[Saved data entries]
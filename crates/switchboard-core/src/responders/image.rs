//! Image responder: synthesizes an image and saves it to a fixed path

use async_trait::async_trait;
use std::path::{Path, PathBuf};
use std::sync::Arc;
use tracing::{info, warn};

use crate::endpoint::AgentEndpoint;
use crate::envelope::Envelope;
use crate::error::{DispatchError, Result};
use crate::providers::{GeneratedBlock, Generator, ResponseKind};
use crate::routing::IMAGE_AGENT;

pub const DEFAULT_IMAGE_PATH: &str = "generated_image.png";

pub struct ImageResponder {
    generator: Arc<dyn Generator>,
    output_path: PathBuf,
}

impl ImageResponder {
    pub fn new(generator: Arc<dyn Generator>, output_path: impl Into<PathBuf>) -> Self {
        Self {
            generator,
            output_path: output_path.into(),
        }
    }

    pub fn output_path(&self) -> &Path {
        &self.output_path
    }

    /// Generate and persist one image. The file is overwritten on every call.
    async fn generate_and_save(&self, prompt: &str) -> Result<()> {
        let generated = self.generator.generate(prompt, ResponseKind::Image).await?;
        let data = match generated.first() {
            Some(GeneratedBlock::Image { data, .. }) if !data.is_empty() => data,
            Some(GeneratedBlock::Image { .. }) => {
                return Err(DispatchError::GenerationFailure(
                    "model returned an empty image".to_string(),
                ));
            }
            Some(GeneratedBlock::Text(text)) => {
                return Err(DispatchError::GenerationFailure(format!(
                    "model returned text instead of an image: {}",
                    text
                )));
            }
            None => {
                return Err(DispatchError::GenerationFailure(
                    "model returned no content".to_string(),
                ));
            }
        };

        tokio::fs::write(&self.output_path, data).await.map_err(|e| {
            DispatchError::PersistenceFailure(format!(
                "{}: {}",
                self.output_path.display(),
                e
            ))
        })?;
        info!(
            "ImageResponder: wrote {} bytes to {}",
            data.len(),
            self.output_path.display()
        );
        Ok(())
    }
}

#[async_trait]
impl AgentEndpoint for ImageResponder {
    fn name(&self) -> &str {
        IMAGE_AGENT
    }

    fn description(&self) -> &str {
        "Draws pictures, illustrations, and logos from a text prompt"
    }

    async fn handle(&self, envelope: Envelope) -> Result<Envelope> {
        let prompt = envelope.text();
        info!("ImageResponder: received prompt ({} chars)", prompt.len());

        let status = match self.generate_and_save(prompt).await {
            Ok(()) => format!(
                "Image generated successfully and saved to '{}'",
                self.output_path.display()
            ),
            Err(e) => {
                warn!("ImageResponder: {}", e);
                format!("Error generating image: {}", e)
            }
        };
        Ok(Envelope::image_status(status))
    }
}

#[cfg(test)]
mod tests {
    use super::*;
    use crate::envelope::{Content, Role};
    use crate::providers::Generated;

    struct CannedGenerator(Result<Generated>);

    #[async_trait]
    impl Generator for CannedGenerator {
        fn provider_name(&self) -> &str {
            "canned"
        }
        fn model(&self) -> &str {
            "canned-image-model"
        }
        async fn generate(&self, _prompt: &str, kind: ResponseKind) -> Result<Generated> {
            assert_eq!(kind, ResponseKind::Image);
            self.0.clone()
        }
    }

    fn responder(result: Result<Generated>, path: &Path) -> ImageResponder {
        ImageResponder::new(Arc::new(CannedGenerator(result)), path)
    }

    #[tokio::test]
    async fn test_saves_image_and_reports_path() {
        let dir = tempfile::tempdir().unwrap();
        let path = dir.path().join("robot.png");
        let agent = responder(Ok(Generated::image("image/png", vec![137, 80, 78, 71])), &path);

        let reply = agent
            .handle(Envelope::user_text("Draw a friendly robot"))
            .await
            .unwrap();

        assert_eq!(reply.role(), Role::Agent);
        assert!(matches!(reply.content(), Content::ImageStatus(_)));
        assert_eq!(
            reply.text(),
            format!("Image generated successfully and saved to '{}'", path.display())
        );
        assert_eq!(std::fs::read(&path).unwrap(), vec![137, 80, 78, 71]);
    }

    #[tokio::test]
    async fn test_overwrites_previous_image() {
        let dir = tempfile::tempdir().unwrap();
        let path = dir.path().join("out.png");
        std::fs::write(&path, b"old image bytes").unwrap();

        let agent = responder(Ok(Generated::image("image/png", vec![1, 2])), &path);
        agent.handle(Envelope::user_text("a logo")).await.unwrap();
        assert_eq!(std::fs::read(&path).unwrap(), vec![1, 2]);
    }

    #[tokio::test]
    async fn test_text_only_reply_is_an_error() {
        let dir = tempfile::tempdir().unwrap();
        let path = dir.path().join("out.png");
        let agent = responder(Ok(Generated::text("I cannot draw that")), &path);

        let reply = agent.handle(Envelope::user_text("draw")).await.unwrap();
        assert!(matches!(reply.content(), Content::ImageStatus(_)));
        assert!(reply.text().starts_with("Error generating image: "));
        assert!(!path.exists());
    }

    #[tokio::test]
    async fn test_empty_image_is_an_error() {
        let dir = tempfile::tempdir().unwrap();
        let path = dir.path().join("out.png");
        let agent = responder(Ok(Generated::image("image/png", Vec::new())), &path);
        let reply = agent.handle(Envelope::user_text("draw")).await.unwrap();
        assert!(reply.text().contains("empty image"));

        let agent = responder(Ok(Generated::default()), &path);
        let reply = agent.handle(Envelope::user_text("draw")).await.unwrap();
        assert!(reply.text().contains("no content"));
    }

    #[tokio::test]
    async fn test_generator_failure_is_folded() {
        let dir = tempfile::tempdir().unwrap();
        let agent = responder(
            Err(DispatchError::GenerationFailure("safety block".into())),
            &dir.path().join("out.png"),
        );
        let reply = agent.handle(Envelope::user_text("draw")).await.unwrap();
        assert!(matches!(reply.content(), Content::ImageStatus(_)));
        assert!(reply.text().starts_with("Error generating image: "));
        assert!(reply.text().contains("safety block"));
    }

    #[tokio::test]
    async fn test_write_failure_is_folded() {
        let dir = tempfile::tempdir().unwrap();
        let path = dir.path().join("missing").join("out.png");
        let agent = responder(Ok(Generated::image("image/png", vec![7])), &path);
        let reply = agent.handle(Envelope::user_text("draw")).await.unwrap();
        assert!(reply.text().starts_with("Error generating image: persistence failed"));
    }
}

→ **Required work**
Look above for the line that contains "if !data.is_empty() =>". Starting there, transcribe every line exactly until you have copied the line that contains "impl AgentEndpoint for".

→ **Answer below**
            Some(GeneratedBlock::Image { data, .. }) if !data.is_empty() => data,
            Some(GeneratedBlock::Image { .. }) => {
                return Err(DispatchError::GenerationFailure(
                    "model returned an empty image".to_string(),
                ));
            }
            Some(GeneratedBlock::Text(text)) => {
                return Err(DispatchError::GenerationFailure(format!(
                    "model returned text instead of an image: {}",
                    text
                )));
            }
            None => {
                return Err(DispatchError::GenerationFailure(
                    "model returned no content".to_string(),
                ));
            }
        };

        tokio::fs::write(&self.output_path, data).await.map_err(|e| {
            DispatchError::PersistenceFailure(format!(
                "{}: {}",
                self.output_path.display(),
                e
            ))
        })?;
        info!(
            "ImageResponder: wrote {} bytes to {}",
            data.len(),
            self.output_path.display()
        );
        Ok(())
    }
}

#[async_trait]
impl AgentEndpoint for ImageResponder {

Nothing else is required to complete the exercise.